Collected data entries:
※

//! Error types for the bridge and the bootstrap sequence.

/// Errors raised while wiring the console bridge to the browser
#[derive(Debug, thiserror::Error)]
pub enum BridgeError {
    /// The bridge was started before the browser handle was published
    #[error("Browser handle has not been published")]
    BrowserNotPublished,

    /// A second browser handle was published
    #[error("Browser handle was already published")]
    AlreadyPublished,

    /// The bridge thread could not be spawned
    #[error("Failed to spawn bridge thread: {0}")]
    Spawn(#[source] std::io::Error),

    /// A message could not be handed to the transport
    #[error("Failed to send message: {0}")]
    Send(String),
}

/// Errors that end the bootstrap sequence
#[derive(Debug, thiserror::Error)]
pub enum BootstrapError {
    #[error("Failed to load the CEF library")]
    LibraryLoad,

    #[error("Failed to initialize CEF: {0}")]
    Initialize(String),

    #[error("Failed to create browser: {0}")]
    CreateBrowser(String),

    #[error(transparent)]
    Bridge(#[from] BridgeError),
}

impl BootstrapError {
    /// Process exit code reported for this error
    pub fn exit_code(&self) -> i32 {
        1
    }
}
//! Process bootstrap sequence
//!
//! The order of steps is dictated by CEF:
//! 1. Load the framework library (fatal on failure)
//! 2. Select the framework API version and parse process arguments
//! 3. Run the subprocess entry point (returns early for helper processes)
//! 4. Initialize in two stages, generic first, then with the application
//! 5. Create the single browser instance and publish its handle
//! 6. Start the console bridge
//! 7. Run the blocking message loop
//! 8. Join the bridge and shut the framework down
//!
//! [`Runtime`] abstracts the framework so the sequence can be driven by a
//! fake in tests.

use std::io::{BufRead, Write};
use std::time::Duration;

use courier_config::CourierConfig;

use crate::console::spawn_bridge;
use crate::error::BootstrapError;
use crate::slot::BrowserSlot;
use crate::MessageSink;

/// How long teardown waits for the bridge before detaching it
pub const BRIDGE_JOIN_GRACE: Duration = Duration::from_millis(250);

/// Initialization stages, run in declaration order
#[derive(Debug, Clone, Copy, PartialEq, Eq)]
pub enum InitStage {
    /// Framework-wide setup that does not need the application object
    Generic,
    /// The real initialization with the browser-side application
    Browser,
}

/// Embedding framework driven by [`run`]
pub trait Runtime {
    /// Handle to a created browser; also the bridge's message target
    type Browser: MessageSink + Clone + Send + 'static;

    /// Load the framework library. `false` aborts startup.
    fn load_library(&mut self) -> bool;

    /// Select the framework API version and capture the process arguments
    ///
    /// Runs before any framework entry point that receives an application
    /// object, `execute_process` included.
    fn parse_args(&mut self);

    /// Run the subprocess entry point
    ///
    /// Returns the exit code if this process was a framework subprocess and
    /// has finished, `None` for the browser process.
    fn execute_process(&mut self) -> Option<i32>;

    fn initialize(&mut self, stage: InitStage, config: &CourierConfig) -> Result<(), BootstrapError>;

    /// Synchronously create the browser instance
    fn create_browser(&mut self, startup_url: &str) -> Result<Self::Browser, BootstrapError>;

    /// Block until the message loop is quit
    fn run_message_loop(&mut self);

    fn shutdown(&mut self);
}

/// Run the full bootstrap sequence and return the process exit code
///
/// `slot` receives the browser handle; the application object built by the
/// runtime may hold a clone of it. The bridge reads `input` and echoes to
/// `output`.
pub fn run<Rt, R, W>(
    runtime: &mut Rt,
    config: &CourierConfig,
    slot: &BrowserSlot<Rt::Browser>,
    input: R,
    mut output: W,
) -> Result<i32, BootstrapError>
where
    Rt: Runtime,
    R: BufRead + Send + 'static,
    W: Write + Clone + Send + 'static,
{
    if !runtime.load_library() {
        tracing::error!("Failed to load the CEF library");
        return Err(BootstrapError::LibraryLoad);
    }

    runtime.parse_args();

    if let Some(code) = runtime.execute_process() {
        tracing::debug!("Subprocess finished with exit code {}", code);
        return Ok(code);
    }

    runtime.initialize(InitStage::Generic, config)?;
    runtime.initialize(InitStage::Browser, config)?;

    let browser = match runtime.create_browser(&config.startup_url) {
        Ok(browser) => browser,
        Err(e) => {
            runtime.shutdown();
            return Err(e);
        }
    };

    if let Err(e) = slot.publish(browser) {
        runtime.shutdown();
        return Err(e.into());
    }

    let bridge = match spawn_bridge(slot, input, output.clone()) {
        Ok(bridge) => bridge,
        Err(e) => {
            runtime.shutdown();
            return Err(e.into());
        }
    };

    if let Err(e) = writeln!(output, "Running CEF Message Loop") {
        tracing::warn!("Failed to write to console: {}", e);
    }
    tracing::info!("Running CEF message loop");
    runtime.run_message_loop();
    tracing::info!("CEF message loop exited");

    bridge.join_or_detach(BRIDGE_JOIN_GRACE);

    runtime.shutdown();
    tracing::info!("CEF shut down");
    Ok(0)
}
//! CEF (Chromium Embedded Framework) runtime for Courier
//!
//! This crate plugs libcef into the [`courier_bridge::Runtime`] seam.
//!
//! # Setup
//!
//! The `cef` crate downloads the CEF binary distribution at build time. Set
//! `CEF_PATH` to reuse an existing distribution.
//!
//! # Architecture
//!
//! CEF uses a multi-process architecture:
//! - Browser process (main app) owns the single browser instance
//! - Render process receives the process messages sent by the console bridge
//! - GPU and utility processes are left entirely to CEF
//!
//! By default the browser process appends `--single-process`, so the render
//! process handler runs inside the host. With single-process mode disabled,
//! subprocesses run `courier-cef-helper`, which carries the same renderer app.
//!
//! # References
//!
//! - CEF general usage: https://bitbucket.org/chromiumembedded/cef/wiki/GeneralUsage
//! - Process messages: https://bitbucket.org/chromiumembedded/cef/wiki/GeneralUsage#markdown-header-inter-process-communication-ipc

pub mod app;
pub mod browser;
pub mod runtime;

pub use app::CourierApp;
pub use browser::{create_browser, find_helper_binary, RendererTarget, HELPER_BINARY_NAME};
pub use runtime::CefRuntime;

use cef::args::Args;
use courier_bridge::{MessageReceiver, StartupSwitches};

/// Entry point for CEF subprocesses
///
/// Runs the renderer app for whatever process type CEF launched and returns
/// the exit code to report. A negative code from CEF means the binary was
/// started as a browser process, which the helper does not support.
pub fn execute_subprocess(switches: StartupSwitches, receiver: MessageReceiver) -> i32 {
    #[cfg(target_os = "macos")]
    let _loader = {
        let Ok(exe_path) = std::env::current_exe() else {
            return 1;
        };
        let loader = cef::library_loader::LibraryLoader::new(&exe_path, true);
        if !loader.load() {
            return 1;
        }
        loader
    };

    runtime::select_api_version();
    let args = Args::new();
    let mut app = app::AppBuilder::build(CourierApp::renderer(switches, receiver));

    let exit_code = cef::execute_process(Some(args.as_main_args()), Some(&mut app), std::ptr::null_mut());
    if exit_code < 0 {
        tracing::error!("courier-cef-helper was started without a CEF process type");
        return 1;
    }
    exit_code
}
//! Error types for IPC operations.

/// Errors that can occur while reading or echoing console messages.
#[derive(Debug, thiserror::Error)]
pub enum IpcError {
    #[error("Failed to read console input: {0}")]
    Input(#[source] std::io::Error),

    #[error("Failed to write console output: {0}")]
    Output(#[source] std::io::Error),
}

※

*Task requirements:* Repeat the lines above with every word intact.

*Exercise output:*
//! Error types for the bridge and the bootstrap sequence.

/// Errors raised while wiring the console bridge to the browser
#[derive(Debug, thiserror::Error)]
pub enum BridgeError {
    /// The bridge was started before the browser handle was published
    #[error("Browser handle has not been published")]
    BrowserNotPublished,

    /// A second browser handle was published
    #[error("Browser handle was already published")]
    AlreadyPublished,

    /// The bridge thread could not be spawned
    #[error("Failed to spawn bridge thread: {0}")]
    Spawn(#[source] std::io::Error),

    /// A message could not be handed to the transport
    #[error("Failed to send message: {0}")]
    Send(String),
}

/// Errors that end the bootstrap sequence
#[derive(Debug, thiserror::Error)]
pub enum BootstrapError {
    #[error("Failed to load the CEF library")]
    LibraryLoad,

    #[error("Failed to initialize CEF: {0}")]
    Initialize(String),

    #[error("Failed to create browser: {0}")]
    CreateBrowser(String),

    #[error(transparent)]
    Bridge(#[from] BridgeError),
}

impl BootstrapError {
    /// Process exit code reported for this error
    pub fn exit_code(&self) -> i32 {
        1
    }
}
//! Process bootstrap sequence
//!
//! The order of steps is dictated by CEF:
//! 1. Load the framework library (fatal on failure)
//! 2. Select the framework API version and parse process arguments
//! 3. Run the subprocess entry point (returns early for helper processes)
//! 4. Initialize in two stages, generic first, then with the application
//! 5. Create the single browser instance and publish its handle
//! 6. Start the console bridge
//! 7. Run the blocking message loop
//! 8. Join the bridge and shut the framework down
//!
//! [`Runtime`] abstracts the framework so the sequence can be driven by a
//! fake in tests.

use std::io::{BufRead, Write};
use std::time::Duration;

use courier_config::CourierConfig;

use crate::console::spawn_bridge;
use crate::error::BootstrapError;
use crate::slot::BrowserSlot;
use crate::MessageSink;

/// How long teardown waits for the bridge before detaching it
pub const BRIDGE_JOIN_GRACE: Duration = Duration::from_millis(250);

/// Initialization stages, run in declaration order
#[derive(Debug, Clone, Copy, PartialEq, Eq)]
pub enum InitStage {
    /// Framework-wide setup that does not need the application object
    Generic,
    /// The real initialization with the browser-side application
    Browser,
}

/// Embedding framework driven by [`run`]
pub trait Runtime {
    /// Handle to a created browser; also the bridge's message target
    type Browser: MessageSink + Clone + Send + 'static;

    /// Load the framework library. `false` aborts startup.
    fn load_library(&mut self) -> bool;

    /// Select the framework API version and capture the process arguments
    ///
    /// Runs before any framework entry point that receives an application
    /// object, `execute_process` included.
    fn parse_args(&mut self);

    /// Run the subprocess entry point
    ///
    /// Returns the exit code if this process was a framework subprocess and
    /// has finished, `None` for the browser process.
    fn execute_process(&mut self) -> Option<i32>;

    fn initialize(&mut self, stage: InitStage, config: &CourierConfig) -> Result<(), BootstrapError>;

    /// Synchronously create the browser instance
    fn create_browser(&mut self, startup_url: &str) -> Result<Self::Browser, BootstrapError>;

    /// Block until the message loop is quit
    fn run_message_loop(&mut self);

    fn shutdown(&mut self);
}

/// Run the full bootstrap sequence and return the process exit code
///
/// `slot` receives the browser handle; the application object built by the
/// runtime may hold a clone of it. The bridge reads `input` and echoes to
/// `output`.
pub fn run<Rt, R, W>(
    runtime: &mut Rt,
    config: &CourierConfig,
    slot: &BrowserSlot<Rt::Browser>,
    input: R,
    mut output: W,
) -> Result<i32, BootstrapError>
where
    Rt: Runtime,
    R: BufRead + Send + 'static,
    W: Write + Clone + Send + 'static,
{
    if !runtime.load_library() {
        tracing::error!("Failed to load the CEF library");
        return Err(BootstrapError::LibraryLoad);
    }

    runtime.parse_args();

    if let Some(code) = runtime.execute_process() {
        tracing::debug!("Subprocess finished with exit code {}", code);
        return Ok(code);
    }

    runtime.initialize(InitStage::Generic, config)?;
    runtime.initialize(InitStage::Browser, config)?;

    let browser = match runtime.create_browser(&config.startup_url) {
        Ok(browser) => browser,
        Err(e) => {
            runtime.shutdown();
            return Err(e);
        }
    };

    if let Err(e) = slot.publish(browser) {
        runtime.shutdown();
        return Err(e.into());
    }

    let bridge = match spawn_bridge(slot, input, output.clone()) {
        Ok(bridge) => bridge,
        Err(e) => {
            runtime.shutdown();
            return Err(e.into());
        }
    };

    if let Err(e) = writeln!(output, "Running CEF Message Loop") {
        tracing::warn!("Failed to write to console: {}", e);
    }
    tracing::info!("Running CEF message loop");
    runtime.run_message_loop();
    tracing::info!("CEF message loop exited");

    bridge.join_or_detach(BRIDGE_JOIN_GRACE);

    runtime.shutdown();
    tracing::info!("CEF shut down");
    Ok(0)
}
//! CEF (Chromium Embedded Framework) runtime for Courier
//!
//! This crate plugs libcef into the [`courier_bridge::Runtime`] seam.
//!
//! # Setup
//!
//! The `cef` crate downloads the CEF binary distribution at build time. Set
//! `CEF_PATH` to reuse an existing distribution.
//!
//! # Architecture
//!
//! CEF uses a multi-process architecture:
//! - Browser process (main app) owns the single browser instance
//! - Render process receives the process messages sent by the console bridge
//! - GPU and utility processes are left entirely to CEF
//!
//! By default the browser process appends `--single-process`, so the render
//! process handler runs inside the host. With single-process mode disabled,
//! subprocesses run `courier-cef-helper`, which carries the same renderer app.
//!
//! # References
//!
//! - CEF general usage: https://bitbucket.org/chromiumembedded/cef/wiki/GeneralUsage
//! - Process messages: https://bitbucket.org/chromiumembedded/cef/wiki/GeneralUsage#markdown-header-inter-process-communication-ipc

pub mod app;
pub mod browser;
pub mod runtime;

pub use app::CourierApp;
pub use browser::{create_browser, find_helper_binary, RendererTarget, HELPER_BINARY_NAME};
pub use runtime::CefRuntime;

use cef::args::Args;
use courier_bridge::{MessageReceiver, StartupSwitches};

/// Entry point for CEF subprocesses
///
/// Runs the renderer app for whatever process type CEF launched and returns
/// the exit code to report. A negative code from CEF means the binary was
/// started as a browser process, which the helper does not support.
pub fn execute_subprocess(switches: StartupSwitches, receiver: MessageReceiver) -> i32 {
    #[cfg(target_os = "macos")]
    let _loader = {
        let Ok(exe_path) = std::env::current_exe() else {
            return 1;
        };
        let loader = cef::library_loader::LibraryLoader::new(&exe_path, true);
        if !loader.load() {
            return 1;
        }
        loader
    };

    runtime::select_api_version();
    let args = Args::new();
    let mut app = app::AppBuilder::build(CourierApp::renderer(switches, receiver));

    let exit_code = cef::execute_process(Some(args.as_main_args()), Some(&mut app), std::ptr::null_mut());
    if exit_code < 0 {
        tracing::error!("courier-cef-helper was started without a CEF process type");
        return 1;
    }
    exit_code
}
//! Error types for IPC operations.

/// Errors that can occur while reading or echoing console messages.
#[derive(Debug, thiserror::Error)]
pub enum IpcError {
    #[error("Failed to read console input: {0}")]
    Input(#[source] std::io::Error),

    #[error("Failed to write console output: {0}")]
    Output(#[source] std::io::Error),
}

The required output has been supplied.